Soon I want to follow David’s example and look at some of the minutiae to be found on Dartmoor but first I thought we would take a glimpse of the countryside through which George and Thea drove on their way from The Old Station House to Thea’s Great Aunt’s granite house near Moretonhampstead.
After passing the Two Bridges Hotel they would turn left towards Moreton . . .
. . . and shortly afterwards to their left would be Crockern Tor. This is not a particularly spectacular tor but it has an interesting history. Tin mining was an important industry on Dartmoor and wherever you find an important industry you find a tax man intent on having his cut. Thus it was decreed that all tin mined had to leave the moor by way of one of four towns – known as Stannary Towns (the Latin for tin being ‘stannum’ – Ashburton, Chagford, Plympton and Tavistock. In effect this divided the moor into four areas and each was controlled by the tin miners themselves. There were some matters which called for consultation between the four areas and then a Stannary Parliament was called. This sat at the point where the four areas met which is on the top of this tor. You can be reasonably sure that in this environment, speeches were kept as short as possible and decisions taken as quickly as possible. It could be that there is a lesson there for present day politicians.
After passing through the pretty little hamlet (where there is an excellent Visitors’ Centre) of Postbridge with its old clapper bridge . . .
. . . and rather grim looking church (typical of small moorland churches) where there are some incredible rhododendrons the road rises up to the open moor.

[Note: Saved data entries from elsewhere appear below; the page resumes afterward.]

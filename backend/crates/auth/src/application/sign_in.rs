//! Sign In Use Case
//!
//! Checks credentials and issues a signed session token.

use std::sync::Arc;

use chrono::{DateTime, Utc};

use crate::application::config::AuthConfig;
use crate::application::token_issuer::SessionTokenIssuer;
use crate::domain::repository::{AccountLookup, AccountRepository};
use crate::domain::value_object::{AccountId, RawPassword, UserPassword};
use crate::error::{AuthError, AuthResult};

/// Sign in input
pub struct SignInInput {
    /// Username or email
    pub identifier: String,
    pub password: String,
}

/// Sign in output
#[derive(Debug)]
pub struct SignInOutput {
    pub account_id: AccountId,
    /// Session token for cookie and bearer use
    pub token: String,
    pub expires_at: DateTime<Utc>,
}

pub struct SignInUseCase<R>
where
    R: AccountRepository,
{
    repo: Arc<R>,
    config: Arc<AuthConfig>,
    tokens: Arc<SessionTokenIssuer>,
}

impl<R> SignInUseCase<R>
where
    R: AccountRepository,
{
    pub fn new(repo: Arc<R>, config: Arc<AuthConfig>, tokens: Arc<SessionTokenIssuer>) -> Self {
        Self {
            repo,
            config,
            tokens,
        }
    }

    pub async fn execute(&self, input: SignInInput) -> AuthResult<SignInOutput> {
        self.execute_at(input, Utc::now()).await
    }

    /// Unknown identifier, wrong password and unverified email all look
    /// the same to the caller.
    pub async fn execute_at(
        &self,
        input: SignInInput,
        now: DateTime<Utc>,
    ) -> AuthResult<SignInOutput> {
        let attempt = RawPassword::attempt(input.password);

        let account = match AccountLookup::from_identifier(input.identifier.trim()) {
            Some(lookup) => self.repo.find(&lookup).await?,
            None => None,
        };
        let Some(account) = account else {
            UserPassword::verify_decoy(&attempt, self.config.pepper());
            return Err(AuthError::InvalidCredentials);
        };

        if !account.password.verify(&attempt, self.config.pepper()) {
            tracing::debug!(account_id = %account.id, "Password mismatch");
            return Err(AuthError::InvalidCredentials);
        }

        if !account.is_verified() {
            return Err(AuthError::EmailNotVerified);
        }

        let session = self.tokens.issue_at(account.id, now)?;

        tracing::info!(account_id = %account.id, "Signed in");

        Ok(SignInOutput {
            account_id: account.id,
            token: session.token,
            expires_at: session.expires_at,
        })
    }
}

#[cfg(test)]
mod tests {
    use std::time::{Duration, Instant};

    use super::*;
    use crate::domain::entity::account::{Account, VerificationPolicy};
    use crate::domain::value_object::{Email, RecoveryKeyHash, Username, VerificationToken};
    use crate::infra::memory::InMemoryAccountRepository;

    async fn use_case() -> SignInUseCase<InMemoryAccountRepository> {
        let repo = InMemoryAccountRepository::new();
        let account = Account::register(
            Username::new("alice").unwrap(),
            Email::new("alice@example.com").unwrap(),
            UserPassword::from_raw(&RawPassword::attempt("pw12345678".into()), None).unwrap(),
            RecoveryKeyHash::from_db("hash-alice".to_string()),
            VerificationToken::new("t1".to_string()),
            &VerificationPolicy::default(),
            Utc::now(),
        );
        AccountRepository::create(&repo, &account).await.unwrap();

        let config = Arc::new(AuthConfig::with_random_secret());
        let tokens = Arc::new(SessionTokenIssuer::from_config(&config));
        SignInUseCase::new(Arc::new(repo), config, tokens)
    }

    async fn timed(
        use_case: &SignInUseCase<InMemoryAccountRepository>,
        identifier: &str,
    ) -> Duration {
        let started = Instant::now();
        let result = use_case
            .execute(SignInInput {
                identifier: identifier.to_string(),
                password: "wrong-password".to_string(),
            })
            .await;
        assert!(matches!(result, Err(AuthError::InvalidCredentials)), "{identifier}");
        started.elapsed()
    }

    #[tokio::test]
    async fn unknown_identifier_costs_a_password_check() {
        let use_case = use_case().await;

        // First call builds the decoy hash; measure afterwards.
        timed(&use_case, "nobody").await;

        let known = timed(&use_case, "alice").await;
        let unknown = timed(&use_case, "nobody").await;
        let unparseable = timed(&use_case, "   ").await;

        // Without the decoy an unknown identifier answers in microseconds.
        assert!(unknown * 10 >= known, "unknown {unknown:?} vs known {known:?}");
        assert!(unparseable * 10 >= known, "unparseable {unparseable:?} vs known {known:?}");
    }
}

As the moor opens out there sits the isolated Warren House Inn which has been catering for the needs of locals and travellers for many, many years. It is said that the fire in what is now the main bar has remained alight for over three hundred years.
Although most people now arrive by car, some still rely on four legs, hence the hitching rails for ponies and horses opposite the inn. In front of you there were a large number of rabbit warrens, another important source of income for those living on the moor in times gone by.
There are large numbers of crosses. such as this one just down the road from the inn, most of which were probably put up to help people find their way during misty weather. Mists and low cloud are frequent visitors to the moor and it is surprisingly easy to lose yourself in those conditions.
Now we have climbed up and we can see right over the moor towards Exeter . . .
. . . but what you see depends on the light at the time.
Finally, as George drives home again after saying good night to Thea the view to the west can be quite spectacular.
Three more photographs before we try to look at the moor through David’s eyes. This is Dartmoor Prison. Bleak and depressing even now despite being reclassified so that the really dangerous criminals are no longer housed here.
Here is the track that led from the point where the prisoner skidded off the road and across the flank of Cox Tor to Lower Barton.
Finally the ford at Meavy where Tom lost his footing and sprained his ankle.
David Porteus, RA is not really interested in the grand views we see above but he was fascinated by the reflections here at Hill Bridge on the River Tavy . . .
. . . and by quirky and unexpected ‘still life’ here created by the local farmer.
And then there are endless walls, all host to lichens and mosses . . .
. . . and, in this case, a solitary foxglove. We are now getting close to David’s passion: botanical paintings.
A small group of snowdrops . . .
. . . or primroses. Those of you who have read The Sea Garden will know that David, shorlty before he died, endowed an annual award under the title “The David Porteous’ Botanical Painting Award for Young Artists”.
. . . and here sunshine playing on mosses growing on some ash.
Now for some colour: bell heather and gorse . . .
. . . and Rowan berries . Of course, a botanical painter can produce something far more vital than a photograph. We have a group of five such paintings in or bedroom and these create a sense delicacy and fragility that is very hard to reproduce using a camera.